__Task details__
Go over the data and keep only the lines that include "window".

__Data in this exercise__
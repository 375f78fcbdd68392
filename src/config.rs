//! Gate configuration
//!
//! One [`GateConfig`] holds the lockout, password and upload policies. It can
//! be built in code, read from environment variables, or parsed from TOML.
//!
//! # Example
//!
//! ```
//! use std::time::Duration;
//! use portcullis::config::GateConfig;
//!
//! let config = GateConfig::builder()
//!     .max_failed_attempts(3)
//!     .lockout_duration(Duration::from_secs(600))
//!     .password_min_length(12)
//!     .max_upload_size(5 * 1024 * 1024)
//!     .build();
//!
//! assert_eq!(config.lockout.max_failed_attempts, 3);
//! ```

use std::sync::Arc;
use std::time::Duration;

use serde::Deserialize;

use crate::error::ConfigError;
use crate::login::{LockoutPolicy, RateLimiter};
use crate::observability::EventSink;
use crate::parse::{parse_bool, parse_duration, parse_size};
use crate::password::PasswordPolicy;
use crate::sanitize::InputClassifier;
use crate::upload::{FileUploadGate, UploadPolicy};
use crate::validation::FieldValidator;

/// Failure threshold
pub const ENV_MAX_FAILED_ATTEMPTS: &str = "PORTCULLIS_MAX_FAILED_ATTEMPTS";
/// Lockout window, e.g. `15m`
pub const ENV_LOCKOUT_DURATION: &str = "PORTCULLIS_LOCKOUT_DURATION";
/// Release identities when the window closes
pub const ENV_AUTO_UNLOCK: &str = "PORTCULLIS_AUTO_UNLOCK";
/// Minimum password length
pub const ENV_PASSWORD_MIN_LENGTH: &str = "PORTCULLIS_PASSWORD_MIN_LENGTH";
/// Upload size limit, e.g. `10MB`
pub const ENV_MAX_UPLOAD_SIZE: &str = "PORTCULLIS_MAX_UPLOAD_SIZE";

/// Policies for every gate component
#[derive(Debug, Clone, Default)]
pub struct GateConfig {
    /// Failed-login lockout
    pub lockout: LockoutPolicy,
    /// Password acceptance rules
    pub password: PasswordPolicy,
    /// Upload limits
    pub upload: UploadPolicy,
}

impl GateConfig {
    /// Create a new builder for programmatic configuration.
    pub fn builder() -> GateConfigBuilder {
        GateConfigBuilder::default()
    }

    /// Create configuration from environment variables.
    ///
    /// # Environment Variables
    ///
    /// - `PORTCULLIS_MAX_FAILED_ATTEMPTS`: failures before lockout (default: 5)
    /// - `PORTCULLIS_LOCKOUT_DURATION`: e.g. "15m", "900s" (default: "15m")
    /// - `PORTCULLIS_AUTO_UNLOCK`: "true"/"false" (default: "false")
    /// - `PORTCULLIS_PASSWORD_MIN_LENGTH`: characters (default: 8)
    /// - `PORTCULLIS_MAX_UPLOAD_SIZE`: e.g. "10MB" (default: "10MB")
    ///
    /// Unset variables keep their defaults. Set but malformed variables are
    /// an error.
    pub fn from_env() -> Result<Self, ConfigError> {
        Self::from_lookup(|key| std::env::var(key).ok())
    }

    /// Same as [`from_env`](Self::from_env), reading variables through `lookup`.
    pub fn from_lookup<F>(lookup: F) -> Result<Self, ConfigError>
    where
        F: Fn(&str) -> Option<String>,
    {
        let mut builder = Self::builder();

        if let Some(raw) = lookup(ENV_MAX_FAILED_ATTEMPTS) {
            builder = builder.max_failed_attempts(parse_count(ENV_MAX_FAILED_ATTEMPTS, &raw)?);
        }
        if let Some(raw) = lookup(ENV_LOCKOUT_DURATION) {
            builder = builder.lockout_duration(parse_duration(&raw).map_err(|e| rekey(e, ENV_LOCKOUT_DURATION))?);
        }
        if let Some(raw) = lookup(ENV_AUTO_UNLOCK) {
            builder = builder.auto_unlock(parse_bool(&raw).map_err(|e| rekey(e, ENV_AUTO_UNLOCK))?);
        }
        if let Some(raw) = lookup(ENV_PASSWORD_MIN_LENGTH) {
            let min = parse_count(ENV_PASSWORD_MIN_LENGTH, &raw)?;
            builder = builder.password_min_length(min as usize);
        }
        if let Some(raw) = lookup(ENV_MAX_UPLOAD_SIZE) {
            builder = builder.max_upload_size(parse_size(&raw).map_err(|e| rekey(e, ENV_MAX_UPLOAD_SIZE))?);
        }

        Ok(builder.build())
    }

    /// Parse a TOML document. Missing sections and keys keep their defaults.
    ///
    /// ```toml
    /// [lockout]
    /// max_failed_attempts = 5
    /// lockout_duration = "15m"
    /// auto_unlock = false
    ///
    /// [password]
    /// min_length = 8
    /// check_common_passwords = true
    ///
    /// [upload]
    /// max_size = "10MB"
    /// deny_extensions = ["svg"]
    /// ```
    pub fn from_toml_str(document: &str) -> Result<Self, ConfigError> {
        let file: ConfigFile = toml::from_str(document)?;
        file.into_config()
    }

    /// Rate limiter using this lockout policy
    pub fn rate_limiter(&self, sink: Arc<dyn EventSink>) -> RateLimiter {
        RateLimiter::new(self.lockout.clone()).with_sink(sink)
    }

    /// Field validator using this password policy
    pub fn field_validator(&self, sink: Arc<dyn EventSink>) -> FieldValidator {
        FieldValidator::new(self.password.clone(), sink)
    }

    /// Upload gate using this upload policy
    pub fn upload_gate(&self, sink: Arc<dyn EventSink>) -> FileUploadGate {
        FileUploadGate::new(self.upload.clone(), sink)
    }

    /// Free-text classifier
    pub fn input_classifier(&self, sink: Arc<dyn EventSink>) -> InputClassifier {
        InputClassifier::new(sink)
    }
}

fn parse_count(key: &str, raw: &str) -> Result<u32, ConfigError> {
    raw.trim()
        .parse::<u32>()
        .map_err(|_| ConfigError::invalid(key, raw, "expected a non-negative integer"))
}

fn rekey(err: ConfigError, key: &str) -> ConfigError {
    match err {
        ConfigError::InvalidValue { value, reason, .. } => ConfigError::invalid(key, value, reason),
        other => other,
    }
}

/// Builder for GateConfig
#[derive(Debug, Clone, Default)]
pub struct GateConfigBuilder {
    config: GateConfig,
}

impl GateConfigBuilder {
    /// Set the lockout policy wholesale.
    pub fn lockout(mut self, policy: LockoutPolicy) -> Self {
        self.config.lockout = policy;
        self
    }

    /// Set failures before lockout.
    pub fn max_failed_attempts(mut self, attempts: u32) -> Self {
        self.config.lockout.max_failed_attempts = attempts;
        self
    }

    /// Set the lockout window.
    pub fn lockout_duration(mut self, duration: Duration) -> Self {
        self.config.lockout.lockout_duration = duration;
        self
    }

    /// Release identities automatically when the window closes.
    pub fn auto_unlock(mut self, enabled: bool) -> Self {
        self.config.lockout.auto_unlock = enabled;
        self
    }

    /// Set the password policy wholesale.
    pub fn password(mut self, policy: PasswordPolicy) -> Self {
        self.config.password = policy;
        self
    }

    /// Set the minimum password length.
    pub fn password_min_length(mut self, len: usize) -> Self {
        self.config.password.min_length = len;
        self
    }

    /// Set the upload policy wholesale.
    pub fn upload(mut self, policy: UploadPolicy) -> Self {
        self.config.upload = policy;
        self
    }

    /// Set the upload size limit in bytes.
    pub fn max_upload_size(mut self, bytes: u64) -> Self {
        self.config.upload.max_size = bytes;
        self
    }

    /// Build the configuration.
    pub fn build(self) -> GateConfig {
        self.config
    }
}

// ============================================================================
// TOML Layout
// ============================================================================

#[derive(Debug, Default, Deserialize)]
#[serde(default, deny_unknown_fields)]
struct ConfigFile {
    lockout: LockoutSection,
    password: PasswordSection,
    upload: UploadSection,
}

#[derive(Debug, Default, Deserialize)]
#[serde(default, deny_unknown_fields)]
struct LockoutSection {
    max_failed_attempts: Option<u32>,
    lockout_duration: Option<String>,
    auto_unlock: Option<bool>,
}

#[derive(Debug, Default, Deserialize)]
#[serde(default, deny_unknown_fields)]
struct PasswordSection {
    min_length: Option<usize>,
    max_length: Option<usize>,
    required_character_classes: Option<usize>,
    check_common_passwords: Option<bool>,
    disallow_identity_in_password: Option<bool>,
    disallow_all_numeric: Option<bool>,
    blocked_passwords: Vec<String>,
}

#[derive(Debug, Default, Deserialize)]
#[serde(default, deny_unknown_fields)]
struct UploadSection {
    max_size: Option<String>,
    deny_extensions: Vec<String>,
}

impl ConfigFile {
    fn into_config(self) -> Result<GateConfig, ConfigError> {
        let mut lockout = LockoutPolicy::default();
        if let Some(attempts) = self.lockout.max_failed_attempts {
            lockout.max_failed_attempts = attempts;
        }
        if let Some(raw) = self.lockout.lockout_duration {
            lockout.lockout_duration =
                parse_duration(&raw).map_err(|e| rekey(e, "lockout.lockout_duration"))?;
        }
        if let Some(auto_unlock) = self.lockout.auto_unlock {
            lockout.auto_unlock = auto_unlock;
        }

        let p = self.password;
        let mut password = PasswordPolicy::builder();
        if let Some(min) = p.min_length {
            password = password.min_length(min);
        }
        if let Some(max) = p.max_length {
            password = password.max_length(max);
        }
        if let Some(classes) = p.required_character_classes {
            password = password.require_character_classes(classes);
        }
        if let Some(check) = p.check_common_passwords {
            password = password.check_common_passwords(check);
        }
        if let Some(disallow) = p.disallow_identity_in_password {
            password = password.disallow_identity_in_password(disallow);
        }
        if let Some(disallow) = p.disallow_all_numeric {
            password = password.disallow_all_numeric(disallow);
        }
        let password = password.block_passwords(p.blocked_passwords).build();

        let mut upload = UploadPolicy::default().deny_extensions(self.upload.deny_extensions);
        if let Some(raw) = self.upload.max_size {
            upload.max_size = parse_size(&raw).map_err(|e| rekey(e, "upload.max_size"))?;
        }

        Ok(GateConfig {
            lockout,
            password,
            upload,
        })
    }
}

#[cfg(test)]
mod tests {
    use super::*;
    use std::collections::HashMap;

    fn lookup(vars: &[(&str, &str)]) -> impl Fn(&str) -> Option<String> {
        let map: HashMap<String, String> = vars
            .iter()
            .map(|(k, v)| (k.to_string(), v.to_string()))
            .collect();
        move |key| map.get(key).cloned()
    }

    #[test]
    fn test_defaults() {
        let config = GateConfig::default();
        assert_eq!(config.lockout.max_failed_attempts, 5);
        assert_eq!(config.lockout.lockout_duration, Duration::from_secs(900));
        assert!(!config.lockout.auto_unlock);
        assert_eq!(config.password.min_length, 8);
        assert_eq!(config.upload.max_size, 10 * 1024 * 1024);
    }

    #[test]
    fn test_from_lookup_empty_keeps_defaults() {
        let config = GateConfig::from_lookup(lookup(&[])).unwrap();
        assert_eq!(config.lockout, LockoutPolicy::default());
        assert_eq!(config.upload, UploadPolicy::default());
    }

    #[test]
    fn test_from_lookup_overrides() {
        let config = GateConfig::from_lookup(lookup(&[
            (ENV_MAX_FAILED_ATTEMPTS, "3"),
            (ENV_LOCKOUT_DURATION, "30m"),
            (ENV_AUTO_UNLOCK, "true"),
            (ENV_PASSWORD_MIN_LENGTH, "12"),
            (ENV_MAX_UPLOAD_SIZE, "2MB"),
        ]))
        .unwrap();

        assert_eq!(config.lockout.max_failed_attempts, 3);
        assert_eq!(config.lockout.lockout_duration, Duration::from_secs(1800));
        assert!(config.lockout.auto_unlock);
        assert_eq!(config.password.min_length, 12);
        assert_eq!(config.upload.max_size, 2 * 1024 * 1024);
    }

    #[test]
    fn test_from_lookup_rejects_malformed() {
        let err = GateConfig::from_lookup(lookup(&[(ENV_AUTO_UNLOCK, "maybe")])).unwrap_err();
        assert!(matches!(
            err,
            ConfigError::InvalidValue { ref key, .. } if key == ENV_AUTO_UNLOCK
        ));

        assert!(GateConfig::from_lookup(lookup(&[(ENV_MAX_FAILED_ATTEMPTS, "-1")])).is_err());
        assert!(GateConfig::from_lookup(lookup(&[(ENV_LOCKOUT_DURATION, "forever")])).is_err());
    }

    #[test]
    fn test_from_toml() {
        let config = GateConfig::from_toml_str(
            r#"
            [lockout]
            max_failed_attempts = 4
            lockout_duration = "1h"

            [password]
            min_length = 10
            check_common_passwords = true
            blocked_passwords = ["AcmeCorp2024"]

            [upload]
            max_size = "1MB"
            deny_extensions = ["svg"]
            "#,
        )
        .unwrap();

        assert_eq!(config.lockout.max_failed_attempts, 4);
        assert_eq!(config.lockout.lockout_duration, Duration::from_secs(3600));
        assert_eq!(config.password.min_length, 10);
        assert!(config.password.check_common_passwords);
        assert!(config.password.blocked_passwords.contains("acmecorp2024"));
        assert_eq!(config.upload.max_size, 1024 * 1024);
        assert!(config.upload.is_denied(".svg"));
        assert!(config.upload.is_denied(".exe"));
    }

    #[test]
    fn test_from_toml_empty_document() {
        let config = GateConfig::from_toml_str("").unwrap();
        assert_eq!(config.lockout, LockoutPolicy::default());
    }

    #[test]
    fn test_from_toml_rejects_unknown_keys() {
        assert!(matches!(
            GateConfig::from_toml_str("[lockout]\nmax_attempts = 3"),
            Err(ConfigError::Toml(_))
        ));
        assert!(matches!(
            GateConfig::from_toml_str("[upload]\nmax_size = \"lots\""),
            Err(ConfigError::InvalidValue { .. })
        ));
    }

    #[test]
    fn test_builder() {
        let config = GateConfig::builder()
            .max_failed_attempts(3)
            .auto_unlock(true)
            .password_min_length(16)
            .build();
        assert_eq!(config.lockout.max_failed_attempts, 3);
        assert!(config.lockout.auto_unlock);
        assert_eq!(config.password.min_length, 16);
    }
}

__Answer box__
/// Lockout window, e.g. `15m`
/// Release identities when the window closes
    /// Set the lockout window.
    /// Release identities automatically when the window closes.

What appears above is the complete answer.